BECKLEY —
A federal appeals court did not sound receptive to former mine security chief Hughie Elbert Stover’s claim that he was improperly convicted of lying to investigators after the 2010 explosion that killed 29 men at the Upper Big Branch mine in West Virginia.
Stover also was convicted last year of illegally ordering a subordinate to destroy documents relevant to the investigation, but a three-judge panel of the 4th U.S. Circuit Court of Appeals did not even get to that issue during a 20-minute hearing Friday. Instead, the court focused on Stover’s claim that there was no evidence he knowingly lied when he told investigators that miners were not alerted whenever inspectors arrived.
“This is not an insufficiency of evidence case, it’s an absence of evidence,” Stover’s attorney, William Wilmoth, told the judges.
The judges seemed skeptical, noting that several witnesses contradicted Stover’s statements at trial.
“There was a ton of circumstantial evidence,” Judge Andre Davis said.

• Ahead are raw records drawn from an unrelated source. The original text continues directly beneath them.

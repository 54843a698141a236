//! Simulated register device
//!
//! [`SimulatedDevice`] emulates an environmental sensor controller on a
//! byte-oriented bus: random latency, injected transient faults, scenario
//! presets and a background task that drifts the sensor registers.
//!
//! Lock discipline:
//! - the register map lock is never held across an `.await`
//! - the state cell is never held while events are emitted
//! - change events for one address reach the sink in apply order
//! - lifecycle operations re-check the state after every simulated delay, so
//!   a concurrent `release` wins and the operation reports `false`

mod fault;
mod mutation;
mod scenario;
mod store;

pub use fault::FaultInjector;
pub use scenario::Scenario;
pub use store::{RegisterChange, RegisterStore};

use std::collections::{BTreeMap, HashSet};
use std::sync::atomic::{AtomicBool, Ordering};
use std::sync::Arc;
use std::time::Instant;

use async_trait::async_trait;
use chrono::Utc;
use parking_lot::{Mutex, RwLock};
use rand::Rng;
use tokio_util::sync::CancellationToken;
use tracing::{debug, info, warn};

use crate::bytes::bit_field::set_bit;
use crate::catalog::{self, addr, status_bits, DeviceDefinition};
use crate::config::{
    CommunicationConfig, FaultInjectionConfig, MutationConfig, ProtocolKind, SimulatorConfig,
};
use crate::device::{ConnectionState, Device, DeviceDataResult, DeviceInfo, DeviceLogger, ResetKind};
use crate::error::{CommErrorKind, HalError, Result};
use crate::events::{DeviceEvent, SharedEventSink};
use crate::register::{RegisterAccess, RegisterMap};
use crate::statistics::{CommunicationStatistics, StatisticsTracker};
use mutation::MutationTask;

/// Largest single step of the temperature/humidity drift, in raw counts
const DRIFT_STEP: i32 = 15;
/// Pull towards the scenario target per tick, in raw counts
const DRIFT_PULL: i32 = 5;
/// Humidity is reported in 0.01 %RH
const HUMIDITY_MAX: i32 = 10_000;

const CAPABILITIES: [&str; 8] = [
    "read",
    "write",
    "transfer",
    "probe",
    "soft_reset",
    "factory_reset",
    "fault_injection",
    "background_drift",
];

Wilmoth said that when Stover became security chief at the former Massey Energy mine near Montcoal, he put a stop to the practice of guards telephoning miners to alert them that inspectors were on the premises. Instead, he said, guards announced every visitor’s arrival on two internal radio channels — a practice that company attorneys had assured Stover was legal. He said dispatchers monitoring the radio transmissions relayed the messages underground unbeknownst to Stover.
However, Assistant U.S. Attorney Blaire Malkin said Stover flatly told investigators several times that “we do not notify” when an inspector arrives. She said it was clear that Stover knew this was untrue, and it was up to the jury to decide whether he deliberately lied.
Judge J. Harvie Wilkinson III said Stover was “trying to muddy the waters” on a matter of grave importance.
“There’s a serious issue here because there have been some terrible mine calamities in West Virginia,” he said, adding that the federal Mine Safety and Health Administration’s efforts to prevent such catastrophes are crimped by limited resources.
“What they do rely on is spot inspections,” he said. “That whole approach is defeated if anybody goes through a drill once they know inspectors are on the grounds.”
Stover, described by his attorney as “a high school-educated former deputy sheriff,” was sentenced to three years in prison after being convicted on the two counts. He has remained free pending the appeal.
The appeals court typically takes several weeks to issue a decision.
So far, only one other person has been criminally charged in the nation’s worst mine disaster in four decades.
Former superintendent Gary May pleaded guilty to conspiracy to defraud the federal government for his actions at the mine, which has since been sealed by its current owner, Virginia-based Alpha Natural Resources. May is cooperating with federal prosecutors in a continuing investigation and will be sentenced in January.